Ma, se nessuno sembra dubitare che i procedimenti di cui agli artt. 310 e 311 cod. proc. pen. attivati dal pubblico ministero in una situazione di originario rigetto della richiesta di applicazione di misura cautelare si debbano svolgere nel rispetto di un contraddittorio pieno e previa discovery delle emergenze investigative e ciò in una situazione nella quale è ancora pendente la richiesta cautelare, non si vede allora la ragione per la quale ricondurre a modalità diverse la procedura di cui al combinato disposto degli artt. 32 e 127 cod. proc. pen.
5. Considerazioni conclusive. – È indubbio che il tentativo compiuto da una parte della giurisprudenza di prevedere innanzi alla Corte di cassazione lo svolgimento di un procedimento ex art. 32 cod. proc. pen. senza instaurazione di un contraddittorio con tutte le parti interessate e, in particolare, dell’indagato, sia commendevole e finalizzato a salvaguardare l’esito delle indagini ed a garantire un pieno risultato delle misure cautelari di cui è stata richiesta l’applicazione. Tuttavia, appare altrettanto indubbio che giudici non possono sostituirsi al legislatore liberamente interpretando ed applicando norme processuali dal contenuto assolutamente chiaro.
È pacifico che esiste un vulnus normativo in materia, ma solo il legislatore potrebbe colmarlo prevedendo una procedura diversificata in situazioni come quella qui esaminata.
Per il resto il tutto è nelle mani del pubblico ministero che non solo è chiamato ad effettuare una preliminare ed attenta valutazione delle questioni relative alla competenza territoriale, che è libero di decidere se e quando inoltrare al giudice richieste di applicazione di misure cautelari (ovvero di reiterarle in caso di declaratoria di incompetenza di un primo giudice e/o di insistere impugnando decisioni di rigetto) ma che deve anche agire nella piena consapevolezza che dalle proprie scelte di strategia procedimentale potrebbe anche derivare una prematura discovery degli esiti delle indagini con tutte le ulteriori conseguenze.
[1] Ordinari o speciali.
[2] Art. 127, comma 5, cod. proc. pen.
[3] Sez. 1, Ord. n. 19308 del 09/06/2020, Rv. 279191.
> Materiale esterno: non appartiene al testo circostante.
pub mod error;
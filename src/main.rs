use anyhow::Context;
use std::sync::Arc;
use tracing_subscriber::{layer::SubscriberExt, util::SubscriberInitExt};

use ffa_serve::config::Config;
use ffa_serve::dehaze::Dehazer;
use ffa_serve::pipeline::FramePipeline;
use ffa_serve::{AppState, routes};

#[tokio::main]
async fn main() -> anyhow::Result<()> {
    tracing_subscriber::registry()
        .with(
            tracing_subscriber::EnvFilter::try_from_default_env()
                .unwrap_or_else(|_| "ffa_serve=info,tower_http=info".into()),
        )
        .with(tracing_subscriber::fmt::layer().with_target(false))
        .init();

    let config = Config::from_env().context("invalid configuration")?;

    // Weights load once; a bad checkpoint stops startup here
    let checkpoint = config.checkpoint_path.clone();
    let device = config.device;
    let dehazer = tokio::task::spawn_blocking(move || Dehazer::load(&checkpoint, device))
        .await?
        .with_context(|| {
            format!(
                "failed to load model from {}",
                config.checkpoint_path.display()
            )
        })?;
    tracing::info!(device = ?dehazer.device(), "model ready");

    let pipeline = FramePipeline::new(Arc::new(dehazer), config.encoder.clone());
    let state = Arc::new(AppState::new(pipeline));
    let app = routes::app(state, config.max_upload_size);

    let addr = format!("0.0.0.0:{}", config.port);
    let listener = tokio::net::TcpListener::bind(&addr)
        .await
        .with_context(|| format!("failed to bind to {}", addr))?;

    tracing::info!("Listening on http://{}", addr);
    axum::serve(listener, app).await.context("server failed")?;
    Ok(())
}
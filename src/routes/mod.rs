pub mod dehaze;

use axum::{Router, extract::DefaultBodyLimit};
use std::sync::Arc;
use tower_http::trace::TraceLayer;

use crate::AppState;

/// Build all routes for the API
pub fn build_routes() -> Router<Arc<AppState>> {
    Router::new().merge(dehaze::routes())
}

/// The complete application with its shared state attached.
pub fn app(state: Arc<AppState>, max_upload_size: usize) -> Router {
    build_routes()
        .layer(DefaultBodyLimit::max(max_upload_size))
        .layer(TraceLayer::new_for_http())
        .with_state(state)
}

#[cfg(test)]
mod tests {
    use super::*;
    use crate::config::EncoderSettings;
    use crate::dehaze::tests::tiny_dehazer;
    use crate::pipeline::FramePipeline;
    use crate::video::testing::make_clip;
    use axum::body::{Body, to_bytes};
    use axum::http::{Request, StatusCode, header};
    use tower::ServiceExt;

    const BOUNDARY: &str = "ffa-serve-test-boundary";

    fn limited_app(max_upload_size: usize) -> Router {
        let pipeline = FramePipeline::new(Arc::new(tiny_dehazer()), EncoderSettings::default());
        app(Arc::new(AppState::new(pipeline)), max_upload_size)
    }

    fn test_app() -> Router {
        limited_app(16 * 1024 * 1024)
    }

    /// One form part: field name, optional filename, contents.
    type Part<'a> = (&'a str, Option<&'a str>, &'a [u8]);

    fn multipart_request(field: &str, filename: Option<&str>, data: &[u8]) -> Request<Body> {
        multipart_form(&[(field, filename, data)])
    }

    fn multipart_form(parts: &[Part]) -> Request<Body> {
        let mut body = Vec::new();
        for (field, filename, data) in parts {
            let disposition = match filename {
                Some(f) => format!("form-data; name=\"{}\"; filename=\"{}\"", field, f),
                None => format!("form-data; name=\"{}\"", field),
            };
            body.extend_from_slice(format!("--{}\r\n", BOUNDARY).as_bytes());
            body.extend_from_slice(format!("Content-Disposition: {}\r\n", disposition).as_bytes());
            body.extend_from_slice(b"Content-Type: application/octet-stream\r\n\r\n");
            body.extend_from_slice(data);
            body.extend_from_slice(b"\r\n");
        }
        body.extend_from_slice(format!("--{}--\r\n", BOUNDARY).as_bytes());

        Request::builder()
            .method("POST")
            .uri("/dehaze-video")
            .header(
                header::CONTENT_TYPE,
                format!("multipart/form-data; boundary={}", BOUNDARY),
            )
            .body(Body::from(body))
            .unwrap()
    }

    async fn json_error(response: axum::response::Response) -> String {
        let bytes = to_bytes(response.into_body(), usize::MAX).await.unwrap();
        let value: serde_json::Value = serde_json::from_slice(&bytes).unwrap();
        value["error"].as_str().unwrap().to_string()
    }

    #[tokio::test]
    async fn missing_file_field_is_bad_request() {
        let response = test_app()
            .oneshot(multipart_request("notes", None, b"hello"))
            .await
            .unwrap();
        assert_eq!(response.status(), StatusCode::BAD_REQUEST);
        assert!(json_error(response).await.contains("video"));
    }

    #[tokio::test]
    async fn empty_video_is_unprocessable() {
        let response = test_app()
            .oneshot(multipart_request("video", Some("clip.mp4"), b""))
            .await
            .unwrap();
        assert_eq!(response.status(), StatusCode::UNPROCESSABLE_ENTITY);
        assert!(json_error(response).await.starts_with("unable to decode video"));
    }

    #[tokio::test]
    async fn named_video_field_wins_over_earlier_file_fields() {
        // The earlier file field is not empty, so picking it would reach the decoder
        let response = test_app()
            .oneshot(multipart_form(&[
                ("thumb", Some("t.png"), &b"not the upload"[..]),
                ("video", Some("v.mp4"), &b""[..]),
            ]))
            .await
            .unwrap();
        assert_eq!(response.status(), StatusCode::UNPROCESSABLE_ENTITY);
        assert_eq!(json_error(response).await, "unable to decode video: empty upload");
    }

    #[tokio::test]
    async fn first_file_field_is_the_fallback() {
        let response = test_app()
            .oneshot(multipart_form(&[
                ("notes", None, &b"hello"[..]),
                ("upload", Some("a.mp4"), &b""[..]),
                ("extra", Some("b.mp4"), &b"second file"[..]),
            ]))
            .await
            .unwrap();
        assert_eq!(response.status(), StatusCode::UNPROCESSABLE_ENTITY);
        assert_eq!(json_error(response).await, "unable to decode video: empty upload");
    }

    #[tokio::test]
    async fn oversized_upload_is_rejected() {
        let response = limited_app(1024)
            .oneshot(multipart_request("video", Some("clip.mp4"), &[0u8; 4096]))
            .await
            .unwrap();
        assert_eq!(response.status(), StatusCode::PAYLOAD_TOO_LARGE);
    }

    #[tokio::test]
    async fn other_routes_are_not_served() {
        let response = test_app()
            .oneshot(Request::builder().uri("/health").body(Body::empty()).unwrap())
            .await
            .unwrap();
        assert_eq!(response.status(), StatusCode::NOT_FOUND);
    }

    #[tokio::test]
    #[ignore = "requires ffmpeg"]
    async fn corrupt_video_is_unprocessable() {
        let response = test_app()
            .oneshot(multipart_request(
                "video",
                Some("clip.mp4"),
                b"garbage bytes, not a container",
            ))
            .await
            .unwrap();
        assert_eq!(response.status(), StatusCode::UNPROCESSABLE_ENTITY);
        assert!(json_error(response).await.starts_with("unable to decode video"));
    }

    #[tokio::test]
    #[ignore = "requires ffmpeg"]
    async fn returns_video_attachment() {
        let dir = tempfile::tempdir().unwrap();
        let path = dir.path().join("clip.mp4");
        make_clip(&path, 16, 16, 5, 2);
        let data = std::fs::read(&path).unwrap();

        // any file field is accepted when none is named "video"
        let response = test_app()
            .oneshot(multipart_request("upload", Some("clip.mp4"), &data))
            .await
            .unwrap();
        assert_eq!(response.status(), StatusCode::OK);
        assert_eq!(response.headers()[header::CONTENT_TYPE], "video/mp4");
        assert_eq!(
            response.headers()[header::CONTENT_DISPOSITION],
            "attachment; filename=\"dehazed_video.mp4\""
        );
        let body = to_bytes(response.into_body(), usize::MAX).await.unwrap();
        assert!(!body.is_empty());
    }
}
[4] v. anche Sez. 1, Sent. n. 5271 del 25/09/1997, Rv. 208796.
[5] Sez. 1, Sent n. 39605 del 14/06/2018, Rv. 273867; Sez. 3, Sent. n. 16478 del 16/12/2016, dep. 2017, Rv. 269692; Sez. 2, Sent. n. 35630 del 14/06/2017, Rv. 270861).
[6] v. artt. 54 e 531, commi secondo e terzo, R.D. 19 ottobre 1930, n. 1399.
[7] Sez. U, Sent. n. 26156 del 28/05/2003, Rv. 224612.
[8] Sez. 1, Sent. n. 9413 del 14/02/2013, Rv. 255065.
[9] Sez. 1, Sent. n. 4360 del 25/06/1996, Rv. 205500
[10] L’unico caso che deroga a tale regola prevedendo la previa instaurazione del contraddittorio e che è disciplinato dal codice è quello della procedura di convalida di arresto o di fermo con contestuale richiesta di avviamento del trattamento cautelare (v. anche Sez. U, Sent. n. 33 del 22/11/2000, Rv. 217244) al quale si aggiunge l’ipotesi relativa all’applicazione di misure interdittive così come disciplinata dal comma 2 dell’art. 289 cod. proc. pen.